Despite a market that seems to have consolidated and coalesced into a few large players fighting on with no profits in sight, newbies continue to find the lure of e-commerce irresistible.


The government of India’s push towards Open Network for Digital Commerce (ONDC) brought a fresh wave of interest in online retail. A leading mobile payments platform, PhonePe (owned by Flipkart’s parent Walmart) jumped on the ONDC bandwagon with a separate app called Pincode for hyperlocal retail. The territory is dangerous, PhonePe’s rival in the payments space – PayTM had already tried and failed at e-commerce before. Despite that, PhonePe’s venture just goes to show just how attractive, though undoubtedly risky, the opportunity appears.


As the e-commerce engine rolled on, the government has had to step in on multiple occasions to ensure the foreign players did not hurt the massive local retail industry. In 2019, the government announced new measures to curb some practices that effectively circumvented FDI restrictions. Amazon indirectly owned equity through complex ownership structures in two
sellers that accounted for over a third of Amazon India’s sales revenues.

It was revealed that about 33 sellers out of over 400,000 sellers listed on Amazon India cornered another third of the total sales. Further, with the FDI regulations disallowing direct sales by the foreign retailers, on paper, they
were to not have any control over the final prices, including sale discounts. However, in practice, the retailers had significant say over discounts, and in many cases even financed the discounts by reimbursing the sellers through complex mechanisms.


In 2020, the Competition Commision of India launched a probe into the allegedly anticompetitive practices indulged in by Amazon and Flipkart, on the basis of a complaint by Delhi Vyapar Mahasangh, a traders’ body based in New Delhi. Days after the announcement of the probe, the Amazon boss, Jeff Bezos arrived on a visit to India.

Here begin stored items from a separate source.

/// Errors that can occur while talking to a relay module.
#[derive(Debug, thiserror::Error)]
pub enum RelayError {
    /// Transport-level error (connect, I/O, early close).
    #[error("transport error: {0}")]
    Transport(#[from] ethrelay_transport::TransportError),

    /// Encoding, decoding or range validation error.
    #[error("frame error: {0}")]
    Frame(#[from] ethrelay_frame::FrameError),

    /// The module rejected the supplied password.
    #[error("authentication failed: password rejected by module")]
    AuthenticationFailed,

    /// The module is locked and no password was configured.
    #[error("authentication failed: module is locked and no password was supplied")]
    PasswordRequired,

    /// The module reported a model id with no known profile.
    #[error("unknown module model id {0}")]
    UnknownModel(u8),

    /// The module answered a command with its failure flag.
    #[error("module reported failure for {command}")]
    CommandFailed { command: &'static str },

    /// A non-handshake command was attempted before authentication.
    #[error("{command} not allowed before authentication")]
    NotAuthenticated { command: &'static str },
}

impl RelayError {
    /// Returns true for wrong or missing password failures.
    pub fn is_authentication(&self) -> bool {
        matches!(
            self,
            RelayError::AuthenticationFailed | RelayError::PasswordRequired
        )
    }

    /// Returns true for relay number or pulse validation failures.
    pub fn is_out_of_range(&self) -> bool {
        matches!(
            self,
            RelayError::Frame(
                ethrelay_frame::FrameError::RelayOutOfRange { .. }
                    | ethrelay_frame::FrameError::PulseOutOfRange(_)
            )
        )
    }
}

pub type Result<T> = std::result::Result<T, RelayError>;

While his visit sought to send all the right signals – including a kurta-pyjama clad Bezos paying homage to Mahatma Gandhi, and announcing another $1 billion of investment in India, the response from the government was decidedly cold. Bezos was denied a meeting with the Prime MInster, Shri Narendra Modi, and the Hindi magazine Panchajanya, published by the RSS, featured Bezos on the cover with the words “East India Company 2.0” emblazoned on the cover.

The government’s balancing role is a tough one. On one hand, the small traders are a large votebank that no government wants to alienate, and on the other hand, e-commerce is also a major driver of employment. India currently sees about 4.5 millions youths entering the workforce every year, and providing them gainful employment is a massive challenge that the government faces. E-commerce has created over 1.5 million jobs directly, and many more indirectly. Further, the vast majority of these jobs are in the last-mile logistics and require little to no formal qualifications. In a country like ours, this is a win-win situation.


In terms of indirect jobs, e-commerce has tremendously helped social development by empowering small sellers including women to take their products to a vast audience. As many as 70% of the online sellers today come from small towns, and many of them are young entrepreneurs.

The dust on the e-commerce battlefield is far from settling. Despite the hurdles, what the sector has managed to achieve in this country is nothing short of wondrous. The e-commerce story in India has been one of persistence, experimentation, adaptation, and the aspirations of a billion
people who cannot wait to dream bigger and achieve them.